→ Exercise goal
Report every line from the material that contains the word "whitespace".

:::::

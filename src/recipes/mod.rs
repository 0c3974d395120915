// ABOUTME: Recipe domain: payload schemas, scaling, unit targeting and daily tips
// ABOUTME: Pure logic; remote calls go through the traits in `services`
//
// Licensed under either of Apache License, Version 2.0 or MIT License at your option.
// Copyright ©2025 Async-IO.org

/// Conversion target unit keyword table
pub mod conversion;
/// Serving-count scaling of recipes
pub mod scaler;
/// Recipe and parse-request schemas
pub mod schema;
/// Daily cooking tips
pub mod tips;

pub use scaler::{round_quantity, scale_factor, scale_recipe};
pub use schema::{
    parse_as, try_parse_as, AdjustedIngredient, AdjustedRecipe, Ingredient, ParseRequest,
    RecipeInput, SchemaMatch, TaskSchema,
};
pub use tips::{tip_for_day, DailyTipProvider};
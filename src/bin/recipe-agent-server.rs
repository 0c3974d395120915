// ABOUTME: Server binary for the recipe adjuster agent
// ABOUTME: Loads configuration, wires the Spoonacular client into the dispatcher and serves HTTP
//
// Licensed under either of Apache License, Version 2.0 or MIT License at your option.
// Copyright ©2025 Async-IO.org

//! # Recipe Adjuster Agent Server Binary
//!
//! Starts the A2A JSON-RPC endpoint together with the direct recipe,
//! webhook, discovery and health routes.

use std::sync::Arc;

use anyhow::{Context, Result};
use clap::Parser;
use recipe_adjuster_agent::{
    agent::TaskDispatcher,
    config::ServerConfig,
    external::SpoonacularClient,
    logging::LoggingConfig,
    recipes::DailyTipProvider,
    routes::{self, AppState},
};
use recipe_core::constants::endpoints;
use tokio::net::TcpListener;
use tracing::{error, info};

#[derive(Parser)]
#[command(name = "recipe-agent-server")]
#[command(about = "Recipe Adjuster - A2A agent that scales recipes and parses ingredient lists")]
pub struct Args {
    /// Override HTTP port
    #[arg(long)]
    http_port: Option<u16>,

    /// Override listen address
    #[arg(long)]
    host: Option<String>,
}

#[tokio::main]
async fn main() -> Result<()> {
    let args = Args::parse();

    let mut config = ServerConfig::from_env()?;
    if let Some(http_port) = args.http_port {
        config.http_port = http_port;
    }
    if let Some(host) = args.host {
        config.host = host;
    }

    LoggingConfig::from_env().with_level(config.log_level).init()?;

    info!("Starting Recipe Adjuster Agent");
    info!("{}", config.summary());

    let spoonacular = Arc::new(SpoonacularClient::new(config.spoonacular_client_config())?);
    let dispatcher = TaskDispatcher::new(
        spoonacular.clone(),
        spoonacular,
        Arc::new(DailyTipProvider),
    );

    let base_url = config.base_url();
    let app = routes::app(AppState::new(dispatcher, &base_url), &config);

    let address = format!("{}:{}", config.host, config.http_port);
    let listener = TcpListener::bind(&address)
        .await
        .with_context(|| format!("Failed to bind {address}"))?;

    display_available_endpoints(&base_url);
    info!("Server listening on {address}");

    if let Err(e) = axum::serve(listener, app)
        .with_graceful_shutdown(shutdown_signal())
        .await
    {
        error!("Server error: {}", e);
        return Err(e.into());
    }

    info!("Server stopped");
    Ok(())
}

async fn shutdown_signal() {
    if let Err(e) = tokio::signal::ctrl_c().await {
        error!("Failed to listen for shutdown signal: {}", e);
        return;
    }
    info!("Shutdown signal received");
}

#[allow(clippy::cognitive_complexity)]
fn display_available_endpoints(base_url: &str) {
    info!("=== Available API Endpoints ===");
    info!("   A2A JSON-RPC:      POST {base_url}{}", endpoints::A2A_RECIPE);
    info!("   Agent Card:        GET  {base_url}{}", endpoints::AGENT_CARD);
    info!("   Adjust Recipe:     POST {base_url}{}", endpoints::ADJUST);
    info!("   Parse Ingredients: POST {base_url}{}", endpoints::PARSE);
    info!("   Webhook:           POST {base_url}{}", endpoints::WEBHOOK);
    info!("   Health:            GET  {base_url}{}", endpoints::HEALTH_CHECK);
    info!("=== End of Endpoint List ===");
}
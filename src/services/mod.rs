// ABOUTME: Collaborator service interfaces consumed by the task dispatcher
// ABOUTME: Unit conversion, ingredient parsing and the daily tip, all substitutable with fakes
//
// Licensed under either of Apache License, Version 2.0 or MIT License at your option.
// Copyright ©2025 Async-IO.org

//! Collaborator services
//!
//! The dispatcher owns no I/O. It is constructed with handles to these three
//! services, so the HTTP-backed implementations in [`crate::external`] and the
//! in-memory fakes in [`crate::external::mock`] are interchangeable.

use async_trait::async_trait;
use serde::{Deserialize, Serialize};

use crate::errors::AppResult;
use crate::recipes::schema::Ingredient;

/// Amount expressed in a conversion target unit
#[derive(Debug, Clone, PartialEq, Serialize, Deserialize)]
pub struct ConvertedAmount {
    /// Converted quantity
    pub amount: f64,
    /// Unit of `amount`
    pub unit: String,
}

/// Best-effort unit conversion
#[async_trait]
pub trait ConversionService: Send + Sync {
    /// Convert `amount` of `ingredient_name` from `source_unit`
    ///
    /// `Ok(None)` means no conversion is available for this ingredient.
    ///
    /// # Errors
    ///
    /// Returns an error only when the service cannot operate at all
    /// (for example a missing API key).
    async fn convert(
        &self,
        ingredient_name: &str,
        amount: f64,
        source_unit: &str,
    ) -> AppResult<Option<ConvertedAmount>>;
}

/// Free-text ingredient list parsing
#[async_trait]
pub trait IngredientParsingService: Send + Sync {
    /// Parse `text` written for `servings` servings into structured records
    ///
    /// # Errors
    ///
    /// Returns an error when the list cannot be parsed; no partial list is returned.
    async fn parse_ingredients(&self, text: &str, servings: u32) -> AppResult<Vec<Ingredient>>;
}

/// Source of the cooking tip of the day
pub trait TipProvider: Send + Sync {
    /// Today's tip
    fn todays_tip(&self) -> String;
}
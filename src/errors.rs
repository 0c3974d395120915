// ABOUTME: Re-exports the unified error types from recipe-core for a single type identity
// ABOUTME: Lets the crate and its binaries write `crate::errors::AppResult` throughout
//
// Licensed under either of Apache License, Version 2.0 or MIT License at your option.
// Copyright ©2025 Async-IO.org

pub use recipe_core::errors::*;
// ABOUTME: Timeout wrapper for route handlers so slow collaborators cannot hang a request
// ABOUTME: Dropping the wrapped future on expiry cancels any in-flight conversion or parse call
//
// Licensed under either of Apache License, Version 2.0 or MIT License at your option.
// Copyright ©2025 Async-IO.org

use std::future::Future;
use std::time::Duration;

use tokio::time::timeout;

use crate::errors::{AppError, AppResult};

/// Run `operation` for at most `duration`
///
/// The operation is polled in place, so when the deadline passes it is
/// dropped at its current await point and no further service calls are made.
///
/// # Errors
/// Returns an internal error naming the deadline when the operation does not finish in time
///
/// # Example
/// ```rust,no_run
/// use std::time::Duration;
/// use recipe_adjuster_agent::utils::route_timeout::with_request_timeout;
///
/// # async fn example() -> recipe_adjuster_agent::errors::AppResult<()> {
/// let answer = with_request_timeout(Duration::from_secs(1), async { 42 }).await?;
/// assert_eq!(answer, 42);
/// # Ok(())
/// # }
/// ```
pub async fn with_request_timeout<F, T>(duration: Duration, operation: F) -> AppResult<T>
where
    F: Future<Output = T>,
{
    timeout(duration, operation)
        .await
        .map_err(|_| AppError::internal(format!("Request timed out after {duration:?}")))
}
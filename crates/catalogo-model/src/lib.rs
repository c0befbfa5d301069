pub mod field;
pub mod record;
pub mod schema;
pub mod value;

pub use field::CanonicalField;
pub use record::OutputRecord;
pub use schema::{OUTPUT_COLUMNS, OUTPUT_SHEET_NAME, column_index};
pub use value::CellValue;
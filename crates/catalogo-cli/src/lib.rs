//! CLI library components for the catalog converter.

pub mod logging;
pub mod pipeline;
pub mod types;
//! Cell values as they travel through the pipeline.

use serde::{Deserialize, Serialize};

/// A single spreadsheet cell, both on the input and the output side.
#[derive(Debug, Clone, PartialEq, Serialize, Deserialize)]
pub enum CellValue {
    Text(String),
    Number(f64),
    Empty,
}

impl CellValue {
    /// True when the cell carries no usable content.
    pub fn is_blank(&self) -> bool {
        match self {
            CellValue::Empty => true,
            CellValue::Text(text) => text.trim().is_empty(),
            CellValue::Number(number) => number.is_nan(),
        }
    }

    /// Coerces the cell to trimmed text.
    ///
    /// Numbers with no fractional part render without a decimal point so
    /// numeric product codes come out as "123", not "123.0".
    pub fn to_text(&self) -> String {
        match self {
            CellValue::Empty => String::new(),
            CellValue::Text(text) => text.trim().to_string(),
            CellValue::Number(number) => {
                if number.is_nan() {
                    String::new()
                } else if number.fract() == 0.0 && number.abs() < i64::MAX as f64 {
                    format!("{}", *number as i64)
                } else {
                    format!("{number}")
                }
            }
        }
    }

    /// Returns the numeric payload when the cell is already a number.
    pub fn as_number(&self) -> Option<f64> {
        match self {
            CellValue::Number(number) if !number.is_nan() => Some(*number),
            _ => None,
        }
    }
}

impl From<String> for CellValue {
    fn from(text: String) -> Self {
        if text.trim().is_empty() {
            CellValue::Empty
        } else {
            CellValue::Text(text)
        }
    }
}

:::::

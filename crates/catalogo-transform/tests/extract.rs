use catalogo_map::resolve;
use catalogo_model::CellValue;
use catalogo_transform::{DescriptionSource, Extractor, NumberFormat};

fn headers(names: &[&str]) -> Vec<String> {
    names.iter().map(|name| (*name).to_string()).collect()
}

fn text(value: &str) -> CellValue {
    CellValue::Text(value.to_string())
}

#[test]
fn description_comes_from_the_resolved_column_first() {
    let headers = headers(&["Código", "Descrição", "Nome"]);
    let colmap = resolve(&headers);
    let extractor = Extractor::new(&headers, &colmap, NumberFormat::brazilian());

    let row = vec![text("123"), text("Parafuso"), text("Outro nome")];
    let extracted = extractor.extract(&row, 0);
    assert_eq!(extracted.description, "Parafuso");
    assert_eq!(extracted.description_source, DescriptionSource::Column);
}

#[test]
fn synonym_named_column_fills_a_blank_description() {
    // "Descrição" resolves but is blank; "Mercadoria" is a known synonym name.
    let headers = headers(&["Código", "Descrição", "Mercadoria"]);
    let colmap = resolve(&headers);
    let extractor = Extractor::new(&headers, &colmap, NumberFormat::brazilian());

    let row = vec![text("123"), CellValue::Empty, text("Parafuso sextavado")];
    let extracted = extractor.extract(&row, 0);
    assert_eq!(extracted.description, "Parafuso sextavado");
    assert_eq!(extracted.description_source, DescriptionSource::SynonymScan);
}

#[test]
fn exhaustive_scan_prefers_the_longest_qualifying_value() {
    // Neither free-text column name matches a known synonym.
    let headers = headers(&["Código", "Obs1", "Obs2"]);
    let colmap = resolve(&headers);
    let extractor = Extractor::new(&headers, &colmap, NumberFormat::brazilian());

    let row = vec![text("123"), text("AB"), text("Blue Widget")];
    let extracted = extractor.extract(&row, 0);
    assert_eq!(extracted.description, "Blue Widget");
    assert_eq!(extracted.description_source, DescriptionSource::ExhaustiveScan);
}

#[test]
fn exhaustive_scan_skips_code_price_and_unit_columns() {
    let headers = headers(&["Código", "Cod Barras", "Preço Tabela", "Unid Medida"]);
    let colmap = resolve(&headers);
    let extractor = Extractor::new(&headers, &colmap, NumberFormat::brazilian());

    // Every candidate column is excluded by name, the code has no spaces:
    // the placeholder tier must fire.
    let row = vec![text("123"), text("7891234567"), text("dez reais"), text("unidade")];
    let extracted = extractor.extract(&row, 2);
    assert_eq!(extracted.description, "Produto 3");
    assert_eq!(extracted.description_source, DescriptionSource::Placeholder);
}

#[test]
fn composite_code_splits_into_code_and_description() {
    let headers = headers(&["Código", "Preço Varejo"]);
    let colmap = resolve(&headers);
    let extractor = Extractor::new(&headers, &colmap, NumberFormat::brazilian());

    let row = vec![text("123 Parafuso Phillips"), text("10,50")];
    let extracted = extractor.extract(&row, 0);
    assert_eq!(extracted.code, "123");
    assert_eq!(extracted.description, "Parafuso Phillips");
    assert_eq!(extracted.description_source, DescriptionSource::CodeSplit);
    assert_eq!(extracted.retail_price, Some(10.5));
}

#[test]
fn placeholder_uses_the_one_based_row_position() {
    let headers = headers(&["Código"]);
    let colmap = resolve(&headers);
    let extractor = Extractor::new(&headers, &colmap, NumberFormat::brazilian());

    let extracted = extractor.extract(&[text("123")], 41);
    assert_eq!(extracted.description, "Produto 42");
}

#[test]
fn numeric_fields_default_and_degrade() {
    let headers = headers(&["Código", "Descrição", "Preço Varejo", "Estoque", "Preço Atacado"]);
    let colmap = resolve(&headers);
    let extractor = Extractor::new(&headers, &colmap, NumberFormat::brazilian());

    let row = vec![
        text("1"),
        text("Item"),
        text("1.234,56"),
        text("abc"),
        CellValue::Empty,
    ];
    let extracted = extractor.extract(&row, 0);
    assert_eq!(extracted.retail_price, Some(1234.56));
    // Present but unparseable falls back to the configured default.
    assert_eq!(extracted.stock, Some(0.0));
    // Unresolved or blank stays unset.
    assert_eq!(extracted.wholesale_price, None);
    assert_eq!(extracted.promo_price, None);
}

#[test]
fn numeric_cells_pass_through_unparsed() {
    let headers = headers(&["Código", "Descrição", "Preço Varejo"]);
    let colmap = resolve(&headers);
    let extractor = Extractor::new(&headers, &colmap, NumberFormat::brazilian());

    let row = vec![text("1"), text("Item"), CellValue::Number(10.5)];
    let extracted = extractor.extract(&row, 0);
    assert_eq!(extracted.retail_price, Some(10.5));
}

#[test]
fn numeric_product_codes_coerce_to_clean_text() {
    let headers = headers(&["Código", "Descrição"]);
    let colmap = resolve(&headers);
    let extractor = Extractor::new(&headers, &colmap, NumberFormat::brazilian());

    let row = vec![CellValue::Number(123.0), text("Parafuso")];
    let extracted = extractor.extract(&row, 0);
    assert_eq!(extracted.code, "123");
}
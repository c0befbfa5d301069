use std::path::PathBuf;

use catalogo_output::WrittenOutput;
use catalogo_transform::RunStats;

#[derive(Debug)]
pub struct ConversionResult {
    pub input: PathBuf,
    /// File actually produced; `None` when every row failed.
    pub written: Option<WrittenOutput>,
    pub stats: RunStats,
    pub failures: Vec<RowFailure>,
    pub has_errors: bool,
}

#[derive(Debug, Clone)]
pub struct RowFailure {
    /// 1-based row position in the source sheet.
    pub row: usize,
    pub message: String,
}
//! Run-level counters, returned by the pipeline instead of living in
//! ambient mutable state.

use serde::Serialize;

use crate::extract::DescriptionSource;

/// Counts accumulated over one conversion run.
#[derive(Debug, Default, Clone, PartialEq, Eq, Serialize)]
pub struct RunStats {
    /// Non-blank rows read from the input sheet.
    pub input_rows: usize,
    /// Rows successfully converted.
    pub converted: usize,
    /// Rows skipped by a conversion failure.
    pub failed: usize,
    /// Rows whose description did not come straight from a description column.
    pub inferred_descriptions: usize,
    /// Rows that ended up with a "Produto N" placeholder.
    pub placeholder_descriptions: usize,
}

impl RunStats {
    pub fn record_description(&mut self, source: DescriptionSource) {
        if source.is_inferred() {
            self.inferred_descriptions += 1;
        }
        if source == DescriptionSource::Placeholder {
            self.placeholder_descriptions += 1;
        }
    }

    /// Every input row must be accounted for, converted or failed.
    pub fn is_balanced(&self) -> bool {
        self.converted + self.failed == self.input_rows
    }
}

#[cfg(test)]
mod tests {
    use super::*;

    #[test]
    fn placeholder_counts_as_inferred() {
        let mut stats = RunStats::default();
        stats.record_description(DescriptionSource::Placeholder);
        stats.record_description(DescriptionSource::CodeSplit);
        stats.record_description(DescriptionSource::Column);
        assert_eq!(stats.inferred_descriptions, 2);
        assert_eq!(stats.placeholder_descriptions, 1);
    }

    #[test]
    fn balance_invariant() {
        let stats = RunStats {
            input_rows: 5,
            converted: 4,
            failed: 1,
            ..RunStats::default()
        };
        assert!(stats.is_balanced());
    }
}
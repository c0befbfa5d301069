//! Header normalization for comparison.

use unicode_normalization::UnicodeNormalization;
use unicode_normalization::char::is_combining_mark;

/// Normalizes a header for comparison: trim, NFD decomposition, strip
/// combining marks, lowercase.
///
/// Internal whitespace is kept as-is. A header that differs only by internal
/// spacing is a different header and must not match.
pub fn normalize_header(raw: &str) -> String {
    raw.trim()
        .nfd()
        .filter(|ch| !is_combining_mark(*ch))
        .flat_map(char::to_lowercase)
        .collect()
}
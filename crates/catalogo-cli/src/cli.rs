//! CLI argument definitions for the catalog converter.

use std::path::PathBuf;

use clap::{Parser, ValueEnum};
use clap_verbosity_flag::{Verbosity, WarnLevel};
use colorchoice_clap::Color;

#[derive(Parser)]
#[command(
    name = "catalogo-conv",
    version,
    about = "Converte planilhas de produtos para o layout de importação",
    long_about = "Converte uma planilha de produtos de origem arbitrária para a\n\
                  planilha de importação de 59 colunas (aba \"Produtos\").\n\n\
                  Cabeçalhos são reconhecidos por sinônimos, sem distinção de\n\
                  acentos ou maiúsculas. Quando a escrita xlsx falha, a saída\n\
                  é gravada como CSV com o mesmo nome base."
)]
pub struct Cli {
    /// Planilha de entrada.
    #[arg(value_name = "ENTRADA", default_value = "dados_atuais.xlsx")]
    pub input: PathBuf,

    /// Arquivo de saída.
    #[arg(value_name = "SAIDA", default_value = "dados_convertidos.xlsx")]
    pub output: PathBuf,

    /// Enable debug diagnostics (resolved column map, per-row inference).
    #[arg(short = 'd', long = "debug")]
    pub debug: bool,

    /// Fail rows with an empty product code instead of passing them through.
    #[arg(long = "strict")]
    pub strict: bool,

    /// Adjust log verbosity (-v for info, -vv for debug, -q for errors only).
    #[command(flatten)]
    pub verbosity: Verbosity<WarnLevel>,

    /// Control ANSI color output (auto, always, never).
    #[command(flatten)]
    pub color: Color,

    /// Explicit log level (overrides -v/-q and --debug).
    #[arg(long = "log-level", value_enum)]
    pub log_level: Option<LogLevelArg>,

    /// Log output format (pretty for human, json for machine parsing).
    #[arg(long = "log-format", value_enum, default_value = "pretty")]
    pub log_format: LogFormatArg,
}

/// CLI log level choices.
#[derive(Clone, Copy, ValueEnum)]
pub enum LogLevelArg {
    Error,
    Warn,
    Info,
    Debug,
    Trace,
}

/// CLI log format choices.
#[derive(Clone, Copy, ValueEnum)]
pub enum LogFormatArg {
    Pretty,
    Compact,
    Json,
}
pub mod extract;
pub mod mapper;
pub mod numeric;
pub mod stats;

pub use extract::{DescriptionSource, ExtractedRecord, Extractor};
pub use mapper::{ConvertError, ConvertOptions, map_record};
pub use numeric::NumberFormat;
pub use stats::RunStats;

:::::

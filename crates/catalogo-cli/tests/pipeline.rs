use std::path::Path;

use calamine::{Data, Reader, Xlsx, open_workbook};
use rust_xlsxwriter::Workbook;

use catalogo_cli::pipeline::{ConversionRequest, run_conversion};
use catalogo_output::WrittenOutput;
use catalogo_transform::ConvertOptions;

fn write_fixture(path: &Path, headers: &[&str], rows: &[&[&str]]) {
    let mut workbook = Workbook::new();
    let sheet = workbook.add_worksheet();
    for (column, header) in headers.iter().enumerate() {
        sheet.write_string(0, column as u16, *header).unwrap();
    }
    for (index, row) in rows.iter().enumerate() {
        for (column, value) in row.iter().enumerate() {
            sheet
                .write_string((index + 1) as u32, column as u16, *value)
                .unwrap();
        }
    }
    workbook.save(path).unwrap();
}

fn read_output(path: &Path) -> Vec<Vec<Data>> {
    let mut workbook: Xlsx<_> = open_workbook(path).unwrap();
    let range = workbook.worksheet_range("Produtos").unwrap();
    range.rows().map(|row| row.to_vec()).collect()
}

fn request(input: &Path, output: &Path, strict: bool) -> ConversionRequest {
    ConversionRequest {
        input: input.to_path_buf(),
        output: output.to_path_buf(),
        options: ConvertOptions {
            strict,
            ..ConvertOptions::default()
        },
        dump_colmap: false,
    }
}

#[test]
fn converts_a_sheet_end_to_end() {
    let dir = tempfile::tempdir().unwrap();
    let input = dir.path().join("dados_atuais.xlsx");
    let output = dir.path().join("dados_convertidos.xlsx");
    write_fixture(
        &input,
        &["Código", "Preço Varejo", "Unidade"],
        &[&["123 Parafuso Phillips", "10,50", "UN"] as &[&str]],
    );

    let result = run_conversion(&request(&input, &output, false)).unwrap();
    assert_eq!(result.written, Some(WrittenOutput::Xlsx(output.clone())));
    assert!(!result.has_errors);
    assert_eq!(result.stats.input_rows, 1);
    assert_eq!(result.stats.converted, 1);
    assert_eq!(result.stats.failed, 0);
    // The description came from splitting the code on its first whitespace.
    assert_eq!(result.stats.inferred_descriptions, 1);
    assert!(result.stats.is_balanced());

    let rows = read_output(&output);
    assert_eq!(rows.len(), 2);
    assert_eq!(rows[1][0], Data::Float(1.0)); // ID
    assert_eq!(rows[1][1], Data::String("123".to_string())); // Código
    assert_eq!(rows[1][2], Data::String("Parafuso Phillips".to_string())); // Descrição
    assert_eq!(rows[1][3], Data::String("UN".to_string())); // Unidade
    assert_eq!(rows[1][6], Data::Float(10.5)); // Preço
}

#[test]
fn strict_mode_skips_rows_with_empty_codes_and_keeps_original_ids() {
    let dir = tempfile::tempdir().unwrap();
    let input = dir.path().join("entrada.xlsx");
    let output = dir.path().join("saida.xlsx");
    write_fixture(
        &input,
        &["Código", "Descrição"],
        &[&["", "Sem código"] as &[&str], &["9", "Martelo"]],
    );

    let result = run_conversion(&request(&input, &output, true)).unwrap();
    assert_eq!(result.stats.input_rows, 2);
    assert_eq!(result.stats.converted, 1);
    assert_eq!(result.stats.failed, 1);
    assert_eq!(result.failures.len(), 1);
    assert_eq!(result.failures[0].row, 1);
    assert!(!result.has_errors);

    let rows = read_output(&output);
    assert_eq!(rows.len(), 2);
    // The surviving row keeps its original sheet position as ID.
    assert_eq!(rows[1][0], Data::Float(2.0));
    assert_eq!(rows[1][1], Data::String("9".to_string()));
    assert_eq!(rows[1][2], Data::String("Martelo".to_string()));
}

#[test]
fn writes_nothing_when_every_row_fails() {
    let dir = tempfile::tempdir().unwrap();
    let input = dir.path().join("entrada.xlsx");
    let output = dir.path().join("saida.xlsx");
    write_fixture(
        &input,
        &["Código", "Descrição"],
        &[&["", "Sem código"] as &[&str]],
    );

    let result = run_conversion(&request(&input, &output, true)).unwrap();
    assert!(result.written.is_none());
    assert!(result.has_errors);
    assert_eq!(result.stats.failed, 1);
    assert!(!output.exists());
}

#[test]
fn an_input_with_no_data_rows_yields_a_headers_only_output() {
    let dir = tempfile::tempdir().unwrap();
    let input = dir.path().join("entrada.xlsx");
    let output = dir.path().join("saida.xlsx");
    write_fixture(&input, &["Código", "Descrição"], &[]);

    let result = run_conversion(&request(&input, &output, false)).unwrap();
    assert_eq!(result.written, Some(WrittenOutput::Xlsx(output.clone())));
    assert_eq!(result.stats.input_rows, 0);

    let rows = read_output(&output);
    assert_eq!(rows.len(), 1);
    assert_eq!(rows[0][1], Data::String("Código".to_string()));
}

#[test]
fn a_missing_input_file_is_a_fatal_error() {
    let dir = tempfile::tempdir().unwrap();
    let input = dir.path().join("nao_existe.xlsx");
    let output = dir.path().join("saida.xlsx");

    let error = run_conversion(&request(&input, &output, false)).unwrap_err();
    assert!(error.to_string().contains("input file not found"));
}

:::::

→ Written solution
/// Internal whitespace is kept as-is. A header that differs only by internal
    // The description came from splitting the code on its first whitespace.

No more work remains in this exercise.